Evrenin Tam Beş Boyutlu Olduğunu Savunarak İnsanın Algılarını Sarsan Kaluza-Klein Teoremi

Theodor Kaluza ve Oskar Klein isimli iki bilim adamının 1920 yılında ortaya attıkları hipotezleri; evrenin bildiğimiz üzere dört boyuttan değil de, elektromanyetizma ve kütleçekiminin birleşmesi sonucu beş boyuttan oluştuğunu savunuyordu.
Evrenin Tam Beş Boyutlu Olduğunu Savunarak İnsanın Algılarını Sarsan Kaluza-Klein Teoremi
iStock

yıl 1920. o yıllarda (bkz: theodor kaluza) ve (bkz: oskar klein), kütleçekim ve elektomanyetizmayı bir araya getirmek için bilgece bir yol buldular:

bu evrenin 3+1 değil 4+1 boyutlu olduğuna bir ihtimal vermek!
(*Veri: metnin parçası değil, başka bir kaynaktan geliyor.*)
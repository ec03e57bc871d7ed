use actix_web::{HttpRequest, HttpResponse, Result as ActixResult};

use super::{CourseService, course_not_found};
use crate::models::{ApiResponse, ErrorCode};

pub async fn get_course_details(
    service: &CourseService,
    request: &HttpRequest,
    id: i64,
) -> ActixResult<HttpResponse> {
    let storage = service.get_storage(request);

    match storage.get_course_details(id).await {
        Ok(Some(course)) => Ok(HttpResponse::Ok().json(ApiResponse::success(
            course,
            "Course details retrieved successfully",
        ))),
        Ok(None) => Ok(course_not_found()),
        Err(e) => Ok(
            HttpResponse::InternalServerError().json(ApiResponse::error_empty(
                ErrorCode::InternalServerError,
                format!("Failed to get course details: {e}"),
            )),
        ),
    }
}
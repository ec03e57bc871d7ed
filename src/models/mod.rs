//! 数据模型定义
//!
//! - `entities`: 业务实体
//! - `requests`: 请求参数与表单
//! - `responses`: 各动作返回的视图模型

pub mod common;
pub mod courses;
pub mod departments;
pub mod enrollments;
pub mod students;

pub use common::{ApiResponse, ErrorCode, FieldError, PaginatedList, SelectOption};

/// 程序启动时间
#[derive(Debug, Clone)]
pub struct AppStartTime {
    pub start_datetime: chrono::DateTime<chrono::Utc>,
}
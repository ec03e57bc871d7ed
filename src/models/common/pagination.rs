use serde::Serialize;
use ts_rs::TS;

/// 一页有序结果及其分页元数据
///
/// 页码从 1 开始。请求页码小于 1 时取第 1 页，超过最后一页时取最后一页，
/// 因此只要有匹配数据就不会返回空页。
#[derive(Debug, Clone, Serialize, TS)]
#[ts(export, export_to = "pagination.ts")]
pub struct PaginatedList<T: TS> {
    pub items: Vec<T>,
    pub page_index: u64,
    pub page_size: u64,
    pub total_items: u64,
    pub total_pages: u64,
    pub has_previous_page: bool,
    pub has_next_page: bool,
}

/// 计算总页数
pub fn total_pages(total_items: u64, page_size: u64) -> u64 {
    total_items.div_ceil(page_size.max(1))
}

/// 将请求的页码收敛到 [1, total_pages]；没有数据时为 1
pub fn clamp_page_index(requested: Option<i64>, total_pages: u64) -> u64 {
    let requested = requested.unwrap_or(1).max(1) as u64;
    requested.min(total_pages.max(1))
}

impl<T: TS> PaginatedList<T> {
    /// 由已取出的当前页数据构造
    pub fn new(items: Vec<T>, page_index: u64, page_size: u64, total_items: u64) -> Self {
        let total_pages = total_pages(total_items, page_size);
        Self {
            items,
            page_index,
            page_size,
            total_items,
            total_pages,
            has_previous_page: page_index > 1,
            has_next_page: page_index < total_pages,
        }
    }
}

#[cfg(test)]
mod tests {
    use super::*;

    #[test]
    fn test_total_pages_rounds_up() {
        assert_eq!(total_pages(0, 3), 0);
        assert_eq!(total_pages(1, 3), 1);
        assert_eq!(total_pages(3, 3), 1);
        assert_eq!(total_pages(4, 3), 2);
        assert_eq!(total_pages(9, 3), 3);
        assert_eq!(total_pages(10, 3), 4);
    }

    #[test]
    fn test_clamp_page_index() {
        assert_eq!(clamp_page_index(None, 4), 1);
        assert_eq!(clamp_page_index(Some(0), 4), 1);
        assert_eq!(clamp_page_index(Some(-7), 4), 1);
        assert_eq!(clamp_page_index(Some(2), 4), 2);
        assert_eq!(clamp_page_index(Some(99), 4), 4);
        assert_eq!(clamp_page_index(Some(5), 0), 1);
    }

    #[test]
    fn test_navigation_flags() {
        let first = PaginatedList::new(vec![1, 2, 3], 1, 3, 7);
        assert_eq!(first.total_pages, 3);
        assert!(!first.has_previous_page);
        assert!(first.has_next_page);

        let middle = PaginatedList::new(vec![4, 5, 6], 2, 3, 7);
        assert!(middle.has_previous_page);
        assert!(middle.has_next_page);

        let last = PaginatedList::new(vec![7], 3, 3, 7);
        assert!(last.has_previous_page);
        assert!(!last.has_next_page);
    }
}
buna göre 5 boyutlu evrende sadece kütleçekimi vardır ama 5. boyuttaki (bkz: graviton) (kütleçekimini taşıyan bozon) 4 boyuta geldiğimiz zaman iki farklı parçacığa ayrılmaktadır. (bu 3-boyutlu bir şeyin 2-boyutlu bir yüzey düzleminde çeşitli gölgeler oluşturabilmesine benzemektedir.) bunlardan biri 4 boyuttaki graviton ötekiyse 4 boyuttaki fotondur (elektromanyetizmayı taşıyan bozon).

Theodor Kaluza ve Oskar Klein

bununla beraber, bu parçacıkların ortaya çıkardığı denklemler de tam olarak olması gerektiği gibidir. böylece kaluza ve klein fazladan bir boyut olduğunu düşünerek elektromanyetizma ve kütleçekiminin birleştirilebileceğini ortaya koymuş oldular. eğer 5. boyutu yarıçapı çok ufak bir çember gibi hayal edersek neden göremediğimizi de ortaya koyabiliriz: bir bahçe hortumuna belirli bir mesafeden bakarsak hortumun yüzeyini 2-boyutlu değil 1-boyutluymuş gibi algılarız. aynı şey 4'ten fazla boyut için de geçerlidir; eğer bu ek boyutlar bir çember gibi kapalı ve yarıçapı küçük (mesela cm) boyutlarsa onları normal hayatlarımız içerisinde farketmememiz normaldir.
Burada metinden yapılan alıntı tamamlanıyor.